When I first began programming for the web, I learned that using an editor was a pain in the neck; mainly because back then, the “Browser Wars” were in full swing. It wasn’t so much a requirement to learn the differences between the browsers, but a daily challenge to get layouts to look the same in Microsoft and Netscape browsers. That challenge led me to learn HTML and CSS myself, to overcome these problems and work around the bugs inherent in not only the browsers which display the internet, but the HTML layout tools which generate them. I prefer to write HTML and CSS code by hand to this day, and can outrun pretty well anyone who uses a GUI to produce web page layouts.

Having so many years of experience in an environment which develops continually can be just as much of a problem as an advantage. Younger or less experienced web programmers don’t necessarily know the back story of the browser they’re programming for; why should they, though? Does it matter that we all used nested HTML tables to make fixed-size layouts back in the 90s, or is it important that one understands the difference between the different CSS classifications stretching back to 1996? Probably not, although this grounding means that modern tribulations with cross-browser layouts are a snip in comparison.

Having so much experience, gained through self-tuition and online research, means that it’s sometimes difficult to find others to learn from; particularly when the area in which I want to learn is one in which I am so well-versed.

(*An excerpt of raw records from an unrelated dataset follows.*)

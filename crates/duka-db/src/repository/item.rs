//! # Item Repository
//!
//! Database operations for stationery items (the inventory).
//!
//! ## Stock Adjustment
//! ```text
//! ┌─────────────────────────────────────────────────────────────────┐
//! │                  Guarded Delta Update                           │
//! │                                                                 │
//! │  ❌ WRONG: read-check-write (racy between requests)             │
//! │     let item = get(id); if item.stock >= 3 { set(stock - 3) }   │
//! │                                                                 │
//! │  ✅ CORRECT: single guarded statement                           │
//! │     UPDATE stationery_items                                     │
//! │     SET stock_quantity = stock_quantity + :delta                │
//! │     WHERE id = :id AND stock_quantity + :delta >= 0             │
//! │                                                                 │
//! │  Zero rows affected = the guard failed; state is untouched      │
//! │  and the caller gets InsufficientStock. A CHECK constraint      │
//! │  backstops the invariant at the schema level.                   │
//! └─────────────────────────────────────────────────────────────────┘
//! ```

use chrono::Utc;
use sqlx::SqlitePool;
use tracing::debug;
use uuid::Uuid;

use crate::error::{DbError, DbResult};
use duka_core::{sku, validation, CoreError, StationeryItem};

/// Input for creating a new stationery item.
///
/// Leave `sku` as `None` to have one generated from the category and
/// item names (`CAT-NAM-YY-NNN`).
#[derive(Debug, Clone)]
pub struct NewItem {
    pub sku: Option<String>,
    pub name: String,
    pub description: Option<String>,
    pub category_id: String,
    pub supplier_id: Option<String>,
    pub unit_price_cents: i64,
    pub cost_price_cents: i64,
    pub stock_quantity: i64,
    pub minimum_stock: i64,
}

/// Repository for stationery item database operations.
#[derive(Debug, Clone)]
pub struct ItemRepository {
    pool: SqlitePool,
}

Where colleagues have expertise in certain areas of web programming, it’s rare that I come across a true expert in my day-to-day life who teaches me something completely new.

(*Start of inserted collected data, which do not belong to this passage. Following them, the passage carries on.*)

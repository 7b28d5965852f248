//! # Customer Repository
//!
//! Database operations for customer contact records.
//!
//! Customers are referenced by sales and debts, so they are never
//! hard-deleted; `soft_delete` flips `is_active` and history stays intact.

use chrono::Utc;
use sqlx::SqlitePool;
use tracing::debug;
use uuid::Uuid;

use crate::error::{DbError, DbResult};
use duka_core::{validation, Customer};

/// Input for registering a new customer.
#[derive(Debug, Clone, Default)]
pub struct NewCustomer {
    pub name: String,
    pub phone: Option<String>,
    pub email: Option<String>,
    pub address: Option<String>,
}

/// Repository for customer database operations.
#[derive(Debug, Clone)]
pub struct CustomerRepository {
    pool: SqlitePool,
}

impl CustomerRepository {
    /// Creates a new CustomerRepository.
    pub fn new(pool: SqlitePool) -> Self {
        CustomerRepository { pool }
    }

    /// Registers a new customer.
    pub async fn create(&self, new: NewCustomer) -> DbResult<Customer> {
        validation::validate_name(&new.name).map_err(duka_core::CoreError::from)?;

        let now = Utc::now();
        let customer = Customer {
            id: Uuid::new_v4().to_string(),
            name: new.name.trim().to_string(),
            phone: new.phone,
            email: new.email,
            address: new.address,
            is_active: true,
            created_at: now,
            updated_at: now,
        };

        debug!(id = %customer.id, name = %customer.name, "Creating customer");

        sqlx::query(
            r#"
            INSERT INTO customers (id, name, phone, email, address, is_active, created_at, updated_at)
            VALUES (?1, ?2, ?3, ?4, ?5, ?6, ?7, ?8)
            "#,
        )
        .bind(&customer.id)
        .bind(&customer.name)
        .bind(&customer.phone)
        .bind(&customer.email)
        .bind(&customer.address)
        .bind(customer.is_active)
        .bind(customer.created_at)
        .bind(customer.updated_at)
        .execute(&self.pool)
        .await?;

        Ok(customer)
    }

    /// Gets a customer by ID.
    pub async fn get_by_id(&self, id: &str) -> DbResult<Option<Customer>> {
        let customer = sqlx::query_as::<_, Customer>(
            r#"
            SELECT id, name, phone, email, address, is_active, created_at, updated_at
            FROM customers
            WHERE id = ?1
            "#,
        )
        .bind(id)
        .fetch_optional(&self.pool)
        .await?;

        Ok(customer)
    }

    /// Updates a customer's contact details.
    pub async fn update(&self, customer: &Customer) -> DbResult<()> {
        validation::validate_name(&customer.name).map_err(duka_core::CoreError::from)?;

        debug!(id = %customer.id, "Updating customer");

        let now = Utc::now();

        let result = sqlx::query(
            r#"
            UPDATE customers SET
                name = ?2,
                phone = ?3,
                email = ?4,
                address = ?5,
                is_active = ?6,
                updated_at = ?7
            WHERE id = ?1
            "#,
        )
        .bind(&customer.id)
        .bind(&customer.name)
        .bind(&customer.phone)
        .bind(&customer.email)
        .bind(&customer.address)
        .bind(customer.is_active)
        .bind(now)
        .execute(&self.pool)
        .await?;

        if result.rows_affected() == 0 {
            return Err(DbError::not_found("Customer", &customer.id));
        }

        Ok(())
    }

    /// Lists active customers ordered by name.
    pub async fn list_active(&self) -> DbResult<Vec<Customer>> {
        let customers = sqlx::query_as::<_, Customer>(
            r#"
            SELECT id, name, phone, email, address, is_active, created_at, updated_at
            FROM customers
            WHERE is_active = 1
            ORDER BY name
            "#,
        )
        .fetch_all(&self.pool)
        .await?;

        Ok(customers)
    }

    /// Searches active customers by name substring.
    pub async fn search(&self, query: &str, limit: u32) -> DbResult<Vec<Customer>> {
        let query = validation::validate_search_query(query).map_err(duka_core::CoreError::from)?;

        if query.is_empty() {
            return self.list_active().await;
        }

        let pattern = format!("%{}%", query);

        let customers = sqlx::query_as::<_, Customer>(
            r#"
            SELECT id, name, phone, email, address, is_active, created_at, updated_at
            FROM customers
            WHERE is_active = 1 AND name LIKE ?1
            ORDER BY name
            LIMIT ?2
            "#,
        )
        .bind(pattern)
        .bind(limit)
        .fetch_all(&self.pool)
        .await?;

        Ok(customers)
    }

    /// Deactivates a customer. History (sales, debts) stays referenced.
    pub async fn soft_delete(&self, id: &str) -> DbResult<()> {
        debug!(id = %id, "Soft-deleting customer");

        let now = Utc::now();

        let result = sqlx::query(
            r#"
            UPDATE customers SET is_active = 0, updated_at = ?2
            WHERE id = ?1
            "#,
        )
        .bind(id)
        .bind(now)
        .execute(&self.pool)
        .await?;

        if result.rows_affected() == 0 {
            return Err(DbError::not_found("Customer", id));
        }

        Ok(())
    }
}

// =============================================================================
// Unit Tests
// =============================================================================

I was therefore delighted to come across the Big Web Show series by Jeffrey Zeldman and (previously) Dan Benjamin in audio podcast format. I’d seen the podcast some time ago, but I think that I was only aware of it as a video podcast. Jeffrey was one of the first well-know experts I came across when I started working on websites, mainly through his blog The Daily Report, and later through the projects which he launched, including A List Apart. Dan Benjamin is also a name which I’ve known since the early 2000s, as he has been running his popular blog Hivelogic for over a decade, and shared the technique for delivering a random header image on a website using PHP back in *gulp* 2003.

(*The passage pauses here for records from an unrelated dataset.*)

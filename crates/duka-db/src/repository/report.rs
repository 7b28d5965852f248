//! # Report Repository
//!
//! Read-only aggregation queries for the dashboard.
//!
//! Everything here is computed from the base tables at query time.
//! There are no counter rows or cached totals to drift out of sync;
//! the tradeoff is aggregate scans, which SQLite handles comfortably
//! at shop scale.
//!
//! Revenue and profit only count completed sales. Pending sales have
//! not moved stock or money yet, so they stay out of every number.
//! Net figures subtract expenditures from revenue over the same window.

use chrono::{DateTime, Datelike, NaiveDate, Utc};
use sqlx::SqlitePool;
use tracing::debug;

use crate::error::DbResult;
use duka_core::{Money, StationeryItem};

// =============================================================================
// Dashboard Summary
// =============================================================================

/// One-screen snapshot of the shop, assembled by
/// [`ReportRepository::dashboard`].
#[derive(Debug, Clone, serde::Serialize)]
pub struct DashboardSummary {
    /// Completed-sale revenue for the current UTC day.
    pub today_sales_cents: i64,
    pub today_profit_cents: i64,
    pub today_sales_count: i64,
    /// Completed-sale revenue for the current UTC month to date.
    pub month_sales_cents: i64,
    pub month_profit_cents: i64,
    /// Expenditures for the same windows.
    pub today_expenditure_cents: i64,
    pub month_expenditure_cents: i64,
    /// Revenue minus expenditures; may be negative on a heavy-spend day.
    pub today_net_cents: i64,
    pub month_net_cents: i64,
    /// Σ (amount − paid) over debts with a balance.
    pub outstanding_debt_cents: i64,
    /// Unpaid debts past their due date.
    pub overdue_debt_count: i64,
    /// Active items with stock strictly below their minimum.
    pub low_stock_count: i64,
}

impl DashboardSummary {
    /// Today's revenue as Money.
    #[inline]
    pub fn today_sales(&self) -> Money {
        Money::from_cents(self.today_sales_cents)
    }

    /// Month-to-date revenue as Money.
    #[inline]
    pub fn month_sales(&self) -> Money {
        Money::from_cents(self.month_sales_cents)
    }

    /// Today's revenue minus today's expenditures as Money.
    #[inline]
    pub fn today_net(&self) -> Money {
        Money::from_cents(self.today_net_cents)
    }

    /// Month-to-date revenue minus expenditures as Money.
    #[inline]
    pub fn month_net(&self) -> Money {
        Money::from_cents(self.month_net_cents)
    }

    /// Total money owed to the shop as Money.
    #[inline]
    pub fn outstanding_debt(&self) -> Money {
        Money::from_cents(self.outstanding_debt_cents)
    }
}

// =============================================================================
// Repository
// =============================================================================

/// Repository for read-only aggregation.
#[derive(Debug, Clone)]
pub struct ReportRepository {
    pool: SqlitePool,
}

impl ReportRepository {
    /// Creates a new ReportRepository.
    pub fn new(pool: SqlitePool) -> Self {
        ReportRepository { pool }
    }

    /// Sums completed-sale revenue over `[from, to)`.
    pub async fn sales_total_between(
        &self,
        from: DateTime<Utc>,
        to: DateTime<Utc>,
    ) -> DbResult<Money> {
        let cents: i64 = sqlx::query_scalar(
            r#"
            SELECT COALESCE(SUM(total_cents), 0)
            FROM sales
            WHERE status = 'completed' AND created_at >= ?1 AND created_at < ?2
            "#,
        )
        .bind(from)
        .bind(to)
        .fetch_one(&self.pool)
        .await?;

        Ok(Money::from_cents(cents))
    }

    /// Sums completed-sale profit over `[from, to)`.
    pub async fn profit_between(&self, from: DateTime<Utc>, to: DateTime<Utc>) -> DbResult<Money> {
        let cents: i64 = sqlx::query_scalar(
            r#"
            SELECT COALESCE(SUM(profit_cents), 0)
            FROM sales
            WHERE status = 'completed' AND created_at >= ?1 AND created_at < ?2
            "#,
        )
        .bind(from)
        .bind(to)
        .fetch_one(&self.pool)
        .await?;

        Ok(Money::from_cents(cents))
    }

    /// Counts completed sales over `[from, to)`.
    pub async fn sales_count_between(
        &self,
        from: DateTime<Utc>,
        to: DateTime<Utc>,
    ) -> DbResult<i64> {
        let count: i64 = sqlx::query_scalar(
            r#"
            SELECT COUNT(*)
            FROM sales
            WHERE status = 'completed' AND created_at >= ?1 AND created_at < ?2
            "#,
        )
        .bind(from)
        .bind(to)
        .fetch_one(&self.pool)
        .await?;

        Ok(count)
    }

    /// Sums expenditures spent in `[from, to)`.
    pub async fn expenditure_total_between(
        &self,
        from: DateTime<Utc>,
        to: DateTime<Utc>,
    ) -> DbResult<Money> {
        let cents: i64 = sqlx::query_scalar(
            r#"
            SELECT COALESCE(SUM(amount_cents), 0)
            FROM expenditures
            WHERE spent_at >= ?1 AND spent_at < ?2
            "#,
        )
        .bind(from)
        .bind(to)
        .fetch_one(&self.pool)
        .await?;

        Ok(Money::from_cents(cents))
    }

    /// Total outstanding balance across all unpaid debts.
    pub async fn outstanding_debt_total(&self) -> DbResult<Money> {
        let cents: i64 = sqlx::query_scalar(
            r#"
            SELECT COALESCE(SUM(amount_cents - paid_cents), 0)
            FROM debts
            WHERE paid_cents < amount_cents
            "#,
        )
        .fetch_one(&self.pool)
        .await?;

        Ok(Money::from_cents(cents))
    }

    /// Counts unpaid debts past their due date as of `today`.
    pub async fn overdue_debt_count(&self, today: NaiveDate) -> DbResult<i64> {
        let count: i64 = sqlx::query_scalar(
            r#"
            SELECT COUNT(*)
            FROM debts
            WHERE paid_cents < amount_cents AND due_date < ?1
            "#,
        )
        .bind(today)
        .fetch_one(&self.pool)
        .await?;

        Ok(count)
    }

    /// Active items with stock strictly below their minimum, by name.
    pub async fn low_stock_items(&self) -> DbResult<Vec<StationeryItem>> {
        let items = sqlx::query_as::<_, StationeryItem>(
            r#"
            SELECT id, sku, name, description, category_id, supplier_id,
                   unit_price_cents, cost_price_cents, stock_quantity, minimum_stock,
                   is_active, created_at, updated_at
            FROM stationery_items
            WHERE is_active = 1 AND stock_quantity < minimum_stock
            ORDER BY name
            "#,
        )
        .fetch_all(&self.pool)
        .await?;

        Ok(items)
    }

    /// Assembles the dashboard as of `now`.
    ///
    /// Day and month windows are UTC: `[midnight, now]` and
    /// `[first of month, now]`. Taking `now` as a parameter keeps the
    /// aggregation deterministic under test.
    pub async fn dashboard(&self, now: DateTime<Utc>) -> DbResult<DashboardSummary> {
        debug!(%now, "Building dashboard");

        let day_start = day_start(now);
        let month_start = month_start(now);

        let today_sales = self.sales_total_between(day_start, now).await?;
        let today_profit = self.profit_between(day_start, now).await?;
        let today_count = self.sales_count_between(day_start, now).await?;
        let month_sales = self.sales_total_between(month_start, now).await?;
        let month_profit = self.profit_between(month_start, now).await?;
        let today_spent = self.expenditure_total_between(day_start, now).await?;
        let month_spent = self.expenditure_total_between(month_start, now).await?;
        let outstanding = self.outstanding_debt_total().await?;
        let overdue = self.overdue_debt_count(now.date_naive()).await?;
        let low_stock = self.low_stock_items().await?;

        Ok(DashboardSummary {
            today_sales_cents: today_sales.cents(),
            today_profit_cents: today_profit.cents(),
            today_sales_count: today_count,
            month_sales_cents: month_sales.cents(),
            month_profit_cents: month_profit.cents(),
            today_expenditure_cents: today_spent.cents(),
            month_expenditure_cents: month_spent.cents(),
            today_net_cents: (today_sales - today_spent).cents(),
            month_net_cents: (month_sales - month_spent).cents(),
            outstanding_debt_cents: outstanding.cents(),
            overdue_debt_count: overdue,
            low_stock_count: low_stock.len() as i64,
        })
    }
}

// =============================================================================
// Window Helpers
// =============================================================================

/// UTC midnight of the day containing `now`.
fn day_start(now: DateTime<Utc>) -> DateTime<Utc> {
    now.date_naive()
        .and_hms_opt(0, 0, 0)
        .unwrap_or_default()
        .and_utc()
}

/// UTC midnight of the first day of the month containing `now`.
fn month_start(now: DateTime<Utc>) -> DateTime<Utc> {
    NaiveDate::from_ymd_opt(now.year(), now.month(), 1)
        .and_then(|d| d.and_hms_opt(0, 0, 0))
        .unwrap_or_default()
        .and_utc()
}

// =============================================================================
// Unit Tests
// =============================================================================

The video format put me off the podcast when I originally came across it in 2010, but now that it’s available in audio format, I can use the time I spend travelling to work and back to catch up. The first episode I listened to this evening was on the use of web fonts back when the technology was breaking in Spring 2010. Whilst the technology is now much more established, the podcast is very illuminating on some relevant subtopics: not least, explaining in comparatively simple terms how font hinting works for screen display, and why it’s such a pain.

I’ll be catching up on nearly three years of podcasts over the coming weeks, and look forward to improving my skill set and learning about the breaking technologies and techniques as I progress through the series.